_What the task asks_
In the entries that follow, the first line to write out is the one containing "filename src/pagination.rs", and the last is the one containing "use log::debug;". Reproduce that stretch exactly, with nothing before or after it.

*** Opening of Supplied records ***

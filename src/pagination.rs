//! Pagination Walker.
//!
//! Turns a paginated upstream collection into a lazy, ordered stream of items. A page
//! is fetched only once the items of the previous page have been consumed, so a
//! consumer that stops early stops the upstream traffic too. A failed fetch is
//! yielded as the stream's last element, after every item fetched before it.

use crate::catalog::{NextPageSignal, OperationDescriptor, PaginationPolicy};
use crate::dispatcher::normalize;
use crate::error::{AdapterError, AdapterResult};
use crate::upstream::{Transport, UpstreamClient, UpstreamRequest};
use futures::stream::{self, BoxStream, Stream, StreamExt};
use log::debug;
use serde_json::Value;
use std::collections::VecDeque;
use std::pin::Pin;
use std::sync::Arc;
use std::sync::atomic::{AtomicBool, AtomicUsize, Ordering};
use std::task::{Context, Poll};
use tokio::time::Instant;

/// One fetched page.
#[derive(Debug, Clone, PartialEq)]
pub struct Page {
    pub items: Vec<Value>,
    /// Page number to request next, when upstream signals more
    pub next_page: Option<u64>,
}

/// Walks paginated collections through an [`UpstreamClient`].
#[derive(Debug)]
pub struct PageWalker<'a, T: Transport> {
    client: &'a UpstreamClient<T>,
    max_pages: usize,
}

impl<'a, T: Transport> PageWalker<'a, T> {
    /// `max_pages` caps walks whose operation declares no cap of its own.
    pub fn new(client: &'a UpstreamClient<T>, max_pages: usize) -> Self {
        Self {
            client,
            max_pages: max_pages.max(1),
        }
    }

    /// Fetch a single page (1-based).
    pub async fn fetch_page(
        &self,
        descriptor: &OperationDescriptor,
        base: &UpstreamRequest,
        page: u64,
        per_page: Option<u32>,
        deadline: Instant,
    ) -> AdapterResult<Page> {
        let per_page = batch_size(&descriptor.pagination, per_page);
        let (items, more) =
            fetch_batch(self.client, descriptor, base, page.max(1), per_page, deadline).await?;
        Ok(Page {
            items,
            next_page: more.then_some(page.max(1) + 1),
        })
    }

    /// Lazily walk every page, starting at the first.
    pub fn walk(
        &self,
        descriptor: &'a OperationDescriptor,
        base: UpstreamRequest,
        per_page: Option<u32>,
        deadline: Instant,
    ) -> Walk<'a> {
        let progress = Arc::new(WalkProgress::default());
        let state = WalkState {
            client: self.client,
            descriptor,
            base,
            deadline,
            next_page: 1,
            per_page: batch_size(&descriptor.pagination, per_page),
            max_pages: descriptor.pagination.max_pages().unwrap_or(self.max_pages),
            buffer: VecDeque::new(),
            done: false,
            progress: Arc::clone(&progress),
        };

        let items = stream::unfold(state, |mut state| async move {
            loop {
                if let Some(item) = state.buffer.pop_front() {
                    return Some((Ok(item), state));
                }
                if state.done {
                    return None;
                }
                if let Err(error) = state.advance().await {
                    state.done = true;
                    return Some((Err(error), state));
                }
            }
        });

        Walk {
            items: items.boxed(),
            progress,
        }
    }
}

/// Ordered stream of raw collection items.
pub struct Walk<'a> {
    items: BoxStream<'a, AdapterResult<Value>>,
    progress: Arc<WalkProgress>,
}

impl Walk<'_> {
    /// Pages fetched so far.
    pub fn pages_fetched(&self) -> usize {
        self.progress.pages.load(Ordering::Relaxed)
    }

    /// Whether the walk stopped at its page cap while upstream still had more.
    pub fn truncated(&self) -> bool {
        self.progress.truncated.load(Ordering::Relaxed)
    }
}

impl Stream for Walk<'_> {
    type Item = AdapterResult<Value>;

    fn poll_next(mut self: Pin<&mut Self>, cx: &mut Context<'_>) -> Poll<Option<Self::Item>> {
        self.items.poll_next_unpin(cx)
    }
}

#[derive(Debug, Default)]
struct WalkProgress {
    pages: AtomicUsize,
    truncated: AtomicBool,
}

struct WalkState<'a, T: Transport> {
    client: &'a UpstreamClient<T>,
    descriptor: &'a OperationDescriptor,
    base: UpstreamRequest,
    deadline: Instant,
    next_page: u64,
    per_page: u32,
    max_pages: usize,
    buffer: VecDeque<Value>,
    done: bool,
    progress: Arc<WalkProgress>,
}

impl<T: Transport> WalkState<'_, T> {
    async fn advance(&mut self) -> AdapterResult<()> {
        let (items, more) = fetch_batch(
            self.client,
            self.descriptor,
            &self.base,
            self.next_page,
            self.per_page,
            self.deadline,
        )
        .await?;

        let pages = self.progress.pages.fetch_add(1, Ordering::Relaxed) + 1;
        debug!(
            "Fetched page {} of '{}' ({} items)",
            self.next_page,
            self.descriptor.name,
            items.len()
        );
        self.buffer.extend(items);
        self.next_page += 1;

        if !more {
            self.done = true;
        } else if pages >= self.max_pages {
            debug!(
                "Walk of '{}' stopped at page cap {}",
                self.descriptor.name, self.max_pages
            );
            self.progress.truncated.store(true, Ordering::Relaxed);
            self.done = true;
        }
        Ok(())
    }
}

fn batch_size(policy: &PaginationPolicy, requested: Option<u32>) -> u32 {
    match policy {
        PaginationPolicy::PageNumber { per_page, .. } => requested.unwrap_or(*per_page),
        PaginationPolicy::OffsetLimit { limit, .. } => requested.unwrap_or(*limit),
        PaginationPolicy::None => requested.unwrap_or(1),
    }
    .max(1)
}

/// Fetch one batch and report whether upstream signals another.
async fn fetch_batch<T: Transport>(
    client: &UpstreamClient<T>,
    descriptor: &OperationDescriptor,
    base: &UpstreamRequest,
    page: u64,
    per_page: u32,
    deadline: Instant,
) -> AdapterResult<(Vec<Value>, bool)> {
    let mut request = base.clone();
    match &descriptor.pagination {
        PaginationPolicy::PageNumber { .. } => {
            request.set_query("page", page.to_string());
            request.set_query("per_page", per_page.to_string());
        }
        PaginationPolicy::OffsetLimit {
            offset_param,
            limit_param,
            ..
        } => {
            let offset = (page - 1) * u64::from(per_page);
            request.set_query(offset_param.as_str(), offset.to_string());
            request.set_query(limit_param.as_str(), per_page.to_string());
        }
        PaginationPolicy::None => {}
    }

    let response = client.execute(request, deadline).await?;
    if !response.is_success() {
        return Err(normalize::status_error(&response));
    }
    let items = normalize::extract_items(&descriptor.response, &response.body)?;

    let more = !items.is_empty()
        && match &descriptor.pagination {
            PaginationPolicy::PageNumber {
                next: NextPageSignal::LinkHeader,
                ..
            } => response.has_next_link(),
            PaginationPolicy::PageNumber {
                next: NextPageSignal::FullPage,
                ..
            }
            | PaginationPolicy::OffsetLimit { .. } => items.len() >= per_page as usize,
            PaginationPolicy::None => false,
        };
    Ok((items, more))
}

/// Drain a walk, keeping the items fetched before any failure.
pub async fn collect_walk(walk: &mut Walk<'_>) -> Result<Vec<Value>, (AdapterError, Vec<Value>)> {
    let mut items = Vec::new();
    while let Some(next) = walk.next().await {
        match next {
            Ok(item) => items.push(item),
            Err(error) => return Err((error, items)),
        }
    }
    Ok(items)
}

*** Close of Supplied records ***
*** Opening of Supplied records ***

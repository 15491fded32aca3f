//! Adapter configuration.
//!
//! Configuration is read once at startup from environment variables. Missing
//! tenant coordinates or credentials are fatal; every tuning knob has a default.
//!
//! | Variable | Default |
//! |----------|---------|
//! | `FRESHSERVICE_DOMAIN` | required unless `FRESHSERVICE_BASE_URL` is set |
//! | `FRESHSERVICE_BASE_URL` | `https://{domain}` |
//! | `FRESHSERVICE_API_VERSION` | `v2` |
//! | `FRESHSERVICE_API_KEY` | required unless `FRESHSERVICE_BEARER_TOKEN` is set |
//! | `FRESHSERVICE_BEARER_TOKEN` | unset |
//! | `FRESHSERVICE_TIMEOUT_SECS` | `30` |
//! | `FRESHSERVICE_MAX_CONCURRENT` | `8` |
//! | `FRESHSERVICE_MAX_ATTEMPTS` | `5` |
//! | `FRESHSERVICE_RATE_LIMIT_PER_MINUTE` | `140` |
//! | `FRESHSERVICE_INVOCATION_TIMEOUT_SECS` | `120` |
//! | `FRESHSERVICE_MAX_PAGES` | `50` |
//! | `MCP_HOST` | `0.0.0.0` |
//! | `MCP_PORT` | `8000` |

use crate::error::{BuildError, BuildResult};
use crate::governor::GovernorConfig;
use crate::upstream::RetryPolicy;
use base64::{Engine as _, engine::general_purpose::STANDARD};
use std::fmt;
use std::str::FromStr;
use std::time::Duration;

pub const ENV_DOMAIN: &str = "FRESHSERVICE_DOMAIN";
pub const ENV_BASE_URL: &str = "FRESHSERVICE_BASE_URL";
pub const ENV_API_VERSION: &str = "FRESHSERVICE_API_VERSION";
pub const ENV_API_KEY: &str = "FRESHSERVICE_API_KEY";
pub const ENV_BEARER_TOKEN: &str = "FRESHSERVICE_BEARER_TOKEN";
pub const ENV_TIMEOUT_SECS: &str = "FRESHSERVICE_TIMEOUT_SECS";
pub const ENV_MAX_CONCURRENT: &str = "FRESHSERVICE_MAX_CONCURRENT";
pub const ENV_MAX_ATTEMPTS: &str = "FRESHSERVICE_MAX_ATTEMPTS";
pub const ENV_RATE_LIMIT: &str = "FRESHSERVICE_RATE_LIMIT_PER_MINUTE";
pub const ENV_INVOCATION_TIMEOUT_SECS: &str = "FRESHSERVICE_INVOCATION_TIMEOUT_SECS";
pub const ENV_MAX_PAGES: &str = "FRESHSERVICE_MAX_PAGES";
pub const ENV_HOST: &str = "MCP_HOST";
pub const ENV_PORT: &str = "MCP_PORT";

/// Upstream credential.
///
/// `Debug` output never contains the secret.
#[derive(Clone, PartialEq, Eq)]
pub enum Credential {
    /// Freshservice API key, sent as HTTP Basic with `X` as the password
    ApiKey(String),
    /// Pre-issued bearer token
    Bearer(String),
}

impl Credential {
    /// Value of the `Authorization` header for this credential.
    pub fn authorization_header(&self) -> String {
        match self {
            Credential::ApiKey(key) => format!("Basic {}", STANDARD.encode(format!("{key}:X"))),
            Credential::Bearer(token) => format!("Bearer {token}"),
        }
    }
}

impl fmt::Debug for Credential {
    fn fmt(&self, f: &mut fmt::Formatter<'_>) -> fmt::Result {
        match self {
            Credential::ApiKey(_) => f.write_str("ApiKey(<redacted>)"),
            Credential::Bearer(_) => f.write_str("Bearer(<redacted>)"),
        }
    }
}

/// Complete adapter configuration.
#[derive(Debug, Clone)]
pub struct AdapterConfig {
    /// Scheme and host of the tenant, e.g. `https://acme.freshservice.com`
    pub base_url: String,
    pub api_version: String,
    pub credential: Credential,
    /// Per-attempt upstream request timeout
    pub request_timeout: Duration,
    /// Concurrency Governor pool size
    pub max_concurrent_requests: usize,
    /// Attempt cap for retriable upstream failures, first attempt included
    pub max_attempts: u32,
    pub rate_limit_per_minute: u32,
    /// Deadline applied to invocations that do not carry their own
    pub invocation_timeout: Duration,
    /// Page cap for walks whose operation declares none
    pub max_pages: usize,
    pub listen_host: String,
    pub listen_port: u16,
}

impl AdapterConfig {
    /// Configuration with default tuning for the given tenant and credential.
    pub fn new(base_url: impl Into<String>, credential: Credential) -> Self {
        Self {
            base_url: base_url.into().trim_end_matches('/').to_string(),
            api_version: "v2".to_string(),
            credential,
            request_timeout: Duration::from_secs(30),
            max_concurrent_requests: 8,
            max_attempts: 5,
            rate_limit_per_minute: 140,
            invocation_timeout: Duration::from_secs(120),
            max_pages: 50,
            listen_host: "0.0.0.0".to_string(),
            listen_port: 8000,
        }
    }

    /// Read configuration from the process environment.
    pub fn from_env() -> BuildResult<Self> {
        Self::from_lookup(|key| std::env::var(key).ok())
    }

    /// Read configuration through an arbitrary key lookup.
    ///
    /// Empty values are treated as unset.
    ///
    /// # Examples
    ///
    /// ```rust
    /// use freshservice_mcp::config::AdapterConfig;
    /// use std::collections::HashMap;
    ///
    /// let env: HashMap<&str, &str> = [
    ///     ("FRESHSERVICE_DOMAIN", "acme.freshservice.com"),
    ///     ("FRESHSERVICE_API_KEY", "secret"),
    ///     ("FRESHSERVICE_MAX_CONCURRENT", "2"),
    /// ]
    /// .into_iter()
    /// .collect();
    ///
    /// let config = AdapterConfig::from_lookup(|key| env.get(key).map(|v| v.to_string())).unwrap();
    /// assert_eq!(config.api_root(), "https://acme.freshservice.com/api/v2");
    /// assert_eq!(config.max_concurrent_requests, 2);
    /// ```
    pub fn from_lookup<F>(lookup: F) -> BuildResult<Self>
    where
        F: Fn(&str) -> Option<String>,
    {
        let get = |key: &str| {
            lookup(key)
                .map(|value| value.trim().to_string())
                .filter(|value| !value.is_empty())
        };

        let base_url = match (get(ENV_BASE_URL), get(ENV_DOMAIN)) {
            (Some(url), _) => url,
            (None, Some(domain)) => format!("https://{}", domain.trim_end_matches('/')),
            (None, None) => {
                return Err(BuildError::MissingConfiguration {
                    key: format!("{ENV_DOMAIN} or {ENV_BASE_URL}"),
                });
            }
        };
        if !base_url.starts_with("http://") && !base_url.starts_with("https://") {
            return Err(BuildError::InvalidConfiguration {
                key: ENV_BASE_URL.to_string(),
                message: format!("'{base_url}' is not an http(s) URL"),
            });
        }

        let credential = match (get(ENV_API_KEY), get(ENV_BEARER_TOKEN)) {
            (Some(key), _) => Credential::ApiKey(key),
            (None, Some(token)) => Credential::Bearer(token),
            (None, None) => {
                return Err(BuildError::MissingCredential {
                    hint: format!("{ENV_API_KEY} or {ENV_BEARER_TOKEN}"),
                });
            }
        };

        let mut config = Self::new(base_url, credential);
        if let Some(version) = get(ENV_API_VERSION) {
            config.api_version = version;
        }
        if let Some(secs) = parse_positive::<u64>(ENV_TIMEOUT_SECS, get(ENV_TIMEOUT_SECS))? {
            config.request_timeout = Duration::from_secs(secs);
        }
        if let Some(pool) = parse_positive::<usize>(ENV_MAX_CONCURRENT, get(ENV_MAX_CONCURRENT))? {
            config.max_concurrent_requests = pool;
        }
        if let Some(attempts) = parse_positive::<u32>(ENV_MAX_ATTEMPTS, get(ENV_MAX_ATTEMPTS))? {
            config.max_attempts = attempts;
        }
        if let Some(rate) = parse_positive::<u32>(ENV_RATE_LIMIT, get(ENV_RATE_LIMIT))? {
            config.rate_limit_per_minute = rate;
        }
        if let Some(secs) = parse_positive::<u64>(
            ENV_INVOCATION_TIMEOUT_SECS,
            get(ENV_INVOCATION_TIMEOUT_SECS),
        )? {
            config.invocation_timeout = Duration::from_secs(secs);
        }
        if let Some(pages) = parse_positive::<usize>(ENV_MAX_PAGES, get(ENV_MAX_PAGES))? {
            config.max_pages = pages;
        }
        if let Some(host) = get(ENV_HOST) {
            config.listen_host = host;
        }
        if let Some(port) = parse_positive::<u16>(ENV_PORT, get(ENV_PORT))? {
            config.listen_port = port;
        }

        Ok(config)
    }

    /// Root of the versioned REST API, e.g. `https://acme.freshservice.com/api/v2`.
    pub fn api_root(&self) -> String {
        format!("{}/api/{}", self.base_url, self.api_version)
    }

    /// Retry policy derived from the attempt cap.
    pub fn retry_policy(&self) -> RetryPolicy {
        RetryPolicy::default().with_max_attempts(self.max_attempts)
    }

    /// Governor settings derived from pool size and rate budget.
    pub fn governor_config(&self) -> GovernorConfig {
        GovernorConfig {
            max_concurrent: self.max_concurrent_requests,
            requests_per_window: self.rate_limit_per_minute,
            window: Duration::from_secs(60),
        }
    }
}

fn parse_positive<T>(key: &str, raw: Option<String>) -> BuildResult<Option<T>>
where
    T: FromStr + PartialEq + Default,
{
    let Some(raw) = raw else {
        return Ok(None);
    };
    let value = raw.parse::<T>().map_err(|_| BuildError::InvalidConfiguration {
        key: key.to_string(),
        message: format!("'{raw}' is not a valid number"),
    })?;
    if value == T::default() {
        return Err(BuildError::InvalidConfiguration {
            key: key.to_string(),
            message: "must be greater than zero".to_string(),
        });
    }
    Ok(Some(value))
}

*** Close of Supplied records ***

_Output for this task_
filename src/pagination.rs
//! Pagination Walker.
//!
//! Turns a paginated upstream collection into a lazy, ordered stream of items. A page
//! is fetched only once the items of the previous page have been consumed, so a
//! consumer that stops early stops the upstream traffic too. A failed fetch is
//! yielded as the stream's last element, after every item fetched before it.

use crate::catalog::{NextPageSignal, OperationDescriptor, PaginationPolicy};
use crate::dispatcher::normalize;
use crate::error::{AdapterError, AdapterResult};
use crate::upstream::{Transport, UpstreamClient, UpstreamRequest};
use futures::stream::{self, BoxStream, Stream, StreamExt};
use log::debug;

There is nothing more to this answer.